Which lines of the records below contain the word "description"? Report each of them in full.

-------- Provided data --------

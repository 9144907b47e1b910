use std::fmt::Write;

use health::dto::{HealthSnapshot, WearableMetrics};

/// Builds the natural-language blocks submitted to the model. Absent values
/// render as "N/A" so the model sees every labelled field regardless of which
/// sensors the user actually has.
pub struct ContextBuilder;

impl ContextBuilder {
    pub fn system_prompt() -> &'static str {
        "You are a preventive health AI assistant for Kavach. Analyze user health data and \
         provide personalized recommendations. Focus on disease prevention, risk assessment, \
         and actionable guidance. Be concise but thorough."
    }

    /// The labelled context block for the primary structured path: one line
    /// per vitals field, one per environment field, one per family record.
    pub fn health_context(snapshot: &HealthSnapshot) -> String {
        let vitals = snapshot.vitals.as_ref();
        let environment = snapshot.environment.as_ref();

        let history = if snapshot.parents.is_empty() {
            "- No family health history available".to_string()
        } else {
            let mut lines = String::new();
            for record in &snapshot.parents {
                let _ = writeln!(
                    lines,
                    "- {}: {}",
                    record.relation_type.as_deref().unwrap_or("Unknown"),
                    record.name.as_deref().unwrap_or("Unknown")
                );
            }
            lines.trim_end().to_string()
        };

        format!(
            "User Health Data:\n\
             - Heart Rate: {} bpm\n\
             - SpO2: {}%\n\
             - Blood Pressure: {}\n\
             - Temperature: {}\u{b0}F\n\
             - Respiration Rate: {} breaths/min\n\n\
             Environmental Data:\n\
             - Temperature: {}\u{b0}F\n\
             - Humidity: {}%\n\
             - Air Quality: {}\n\
             - PM2.5: {}\n\
             - PM10: {}\n\
             - CO2: {} ppm\n\n\
             Family Health History:\n\
             {}",
            metric(vitals.and_then(|v| v.heart_rate)),
            metric(vitals.and_then(|v| v.spo2)),
            vitals.and_then(|v| v.bp.clone()).unwrap_or_else(na),
            metric(vitals.and_then(|v| v.temperature)),
            metric(vitals.and_then(|v| v.respiration_rate)),
            metric(environment.and_then(|e| e.temperature)),
            metric(environment.and_then(|e| e.humidity)),
            metric(environment.and_then(|e| e.air_quality)),
            metric(environment.and_then(|e| e.pm25)),
            metric(environment.and_then(|e| e.pm10)),
            metric(environment.and_then(|e| e.co2)),
            history,
        )
    }

    /// The full user message for the primary path: the context block plus the
    /// instruction to produce a risk level, factors, and recommendations.
    pub fn insights_prompt(snapshot: &HealthSnapshot) -> String {
        format!(
            "{}\n\nBased on this health data, provide:\n\
             1. Current risk level (Low/Medium/High) with brief explanation\n\
             2. 3-4 specific risk factors or positive indicators\n\
             3. 3-4 actionable recommendations with priority levels",
            Self::health_context(snapshot)
        )
    }

    /// The legacy prompt: five raw wearable metrics, asking for a prose
    /// summary encoded as JSON.
    pub fn summary_prompt(metrics: &WearableMetrics) -> String {
        format!(
            "You are a health AI assistant. Analyze the following health metrics and provide \
             personalized insights:\n\n\
             Heart Rate: {} bpm\n\
             SpO2: {}%\n\
             Temperature: {}\u{b0}F\n\
             Stress Level: {}\n\
             Steps: {}\n\n\
             Provide:\n\
             1. A brief summary (2-3 sentences) of the overall health status\n\
             2. Risk level (Low, Medium, or High)\n\
             3. 3-4 specific actionable recommendations\n\n\
             Format your response as JSON with fields: summary, riskLevel, recommendations \
             (array of strings).",
            metric(metrics.heart_rate),
            metric(metrics.spo2),
            metric(metrics.temperature),
            metric(metrics.stress),
            metric(metrics.steps),
        )
    }
}

fn metric(value: Option<f64>) -> String {
    value.map_or_else(na, |v| v.to_string())
}

fn na() -> String {
    "N/A".to_string()
}

#[cfg(test)]
mod tests {
    use super::*;
    use chrono::Utc;
    use health::models::{HereditaryRecord, VitalsReading};
    use uuid::Uuid;

    fn snapshot_with_vitals() -> HealthSnapshot {
        HealthSnapshot {
            vitals: Some(VitalsReading {
                id: Uuid::new_v4(),
                user_id: Uuid::new_v4(),
                heart_rate: Some(72.0),
                spo2: Some(98.0),
                bp: Some("120/80".to_string()),
                temperature: None,
                respiration_rate: None,
                created_at: Some(Utc::now()),
            }),
            environment: None,
            parents: Vec::new(),
        }
    }

    #[test]
    fn test_present_values_are_labelled() {
        let context = ContextBuilder::health_context(&snapshot_with_vitals());
        assert!(context.contains("- Heart Rate: 72 bpm"));
        assert!(context.contains("- SpO2: 98%"));
        assert!(context.contains("- Blood Pressure: 120/80"));
    }

    #[test]
    fn test_absent_values_render_na() {
        let context = ContextBuilder::health_context(&HealthSnapshot::default());
        assert!(context.contains("- Heart Rate: N/A bpm"));
        assert!(context.contains("- Air Quality: N/A"));
        assert!(context.contains("- CO2: N/A ppm"));
    }

    #[test]
    fn test_parents_render_relation_and_name() {
        let mut snapshot = HealthSnapshot::default();
        snapshot.parents.push(HereditaryRecord {
            id: Uuid::new_v4(),
            user_id: None,
            name: Some("Diabetes Type 2".to_string()),
            relation_type: Some("Mother".to_string()),
            contact: None,
            created_at: Utc::now(),
        });
        let context = ContextBuilder::health_context(&snapshot);
        assert!(context.contains("- Mother: Diabetes Type 2"));
        assert!(!context.contains("No family health history"));
    }

    #[test]
    fn test_empty_history_has_placeholder_line() {
        let context = ContextBuilder::health_context(&HealthSnapshot::default());
        assert!(context.contains("- No family health history available"));
    }

    #[test]
    fn test_insights_prompt_appends_instructions() {
        let prompt = ContextBuilder::insights_prompt(&HealthSnapshot::default());
        assert!(prompt.starts_with("User Health Data:"));
        assert!(prompt.contains("Current risk level (Low/Medium/High)"));
    }

    #[test]
    fn test_summary_prompt_includes_metrics_and_format() {
        let metrics = WearableMetrics {
            heart_rate: Some(88.0),
            steps: Some(4200.0),
            ..WearableMetrics::default()
        };
        let prompt = ContextBuilder::summary_prompt(&metrics);
        assert!(prompt.contains("Heart Rate: 88 bpm"));
        assert!(prompt.contains("Steps: 4200"));
        assert!(prompt.contains("Stress Level: N/A"));
        assert!(prompt.contains("summary, riskLevel, recommendations"));
    }
}
use std::sync::Arc;

use anyhow::Context;
use axum::Router;
use tower_http::cors::{Any, CorsLayer};
use utoipa::OpenApi;
use utoipa_swagger_ui::SwaggerUi;

use insights::{GatewayConfig, InsightAggregator};

mod config;
mod error;
mod features;
mod state;

use config::Config;
use state::AppState;

#[derive(OpenApi)]
#[openapi(
    paths(
        features::insights::handlers::generate_health_insights,
        features::insights::handlers::generate_wearable_summary,
        features::assessments::handlers::compute_risk_score,
    ),
    components(
        schemas(
            health::dto::HealthSnapshot,
            health::dto::WearableMetrics,
            health::models::VitalsReading,
            health::models::EnvironmentReading,
            health::models::HereditaryRecord,
            health::models::RiskAssessment,
            health::models::RiskFactor,
            health::models::Recommendation,
            health::models::RiskLevel,
            health::models::FactorStatus,
            health::models::Priority,
            insights::HealthInsights,
            insights::HealthInsightsResponse,
            insights::AiSummary,
            insights::AiSummaryResponse,
        )
    ),
    tags(
        (name = "insights", description = "AI-generated health insights"),
        (name = "assessments", description = "Deterministic risk assessments"),
    )
)]
struct ApiDoc;

#[tokio::main]
async fn main() -> anyhow::Result<()> {
    dotenvy::dotenv().ok();

    tracing_subscriber::fmt()
        .with_env_filter(
            tracing_subscriber::EnvFilter::try_from_default_env().unwrap_or_else(|_| "info".into()),
        )
        .with_target(true)
        .with_file(true)
        .with_line_number(true)
        .init();

    tracing::info!("Starting Kavach health API");

    let config = Config::from_env().context("Failed to load API configuration")?;
    tracing::info!("Configuration loaded successfully");

    let aggregator = if config.gateway_api_key.trim().is_empty() {
        tracing::warn!(
            "AI_GATEWAY_API_KEY is not set; insight endpoints will report a configuration error"
        );
        None
    } else {
        let gateway = GatewayConfig {
            base_url: config.gateway_url.clone(),
            api_key: config.gateway_api_key.clone(),
            model: config.gateway_model.clone(),
        };
        tracing::info!(
            "AI gateway configured (model: {}, url: {})",
            config.gateway_model,
            config.gateway_url
        );
        Some(Arc::new(
            InsightAggregator::from_gateway(gateway)
                .context("Failed to initialize AI gateway client")?,
        ))
    };

    let state = AppState::new(aggregator);

    let cors = CorsLayer::new()
        .allow_origin(Any)
        .allow_methods(Any)
        .allow_headers(Any);

    let openapi = ApiDoc::openapi();

    let app = Router::new()
        .merge(SwaggerUi::new("/swagger-ui").url("/api-docs/openapi.json", openapi))
        .nest("/api/insights", features::insights::routes())
        .nest("/api/assessments", features::assessments::routes())
        .layer(cors)
        .with_state(state);

    let bind_address = format!("{}:{}", config.host, config.port);
    tracing::info!("Starting server at http://{}", bind_address);
    tracing::info!("Swagger UI available at http://{}/swagger-ui/", bind_address);

    let listener = tokio::net::TcpListener::bind(&bind_address)
        .await
        .context("Failed to bind server address")?;
    axum::serve(listener, app).await?;

    Ok(())
}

--------

Completed task:
        (name = "insights", description = "AI-generated health insights"),
        (name = "assessments", description = "Deterministic risk assessments"),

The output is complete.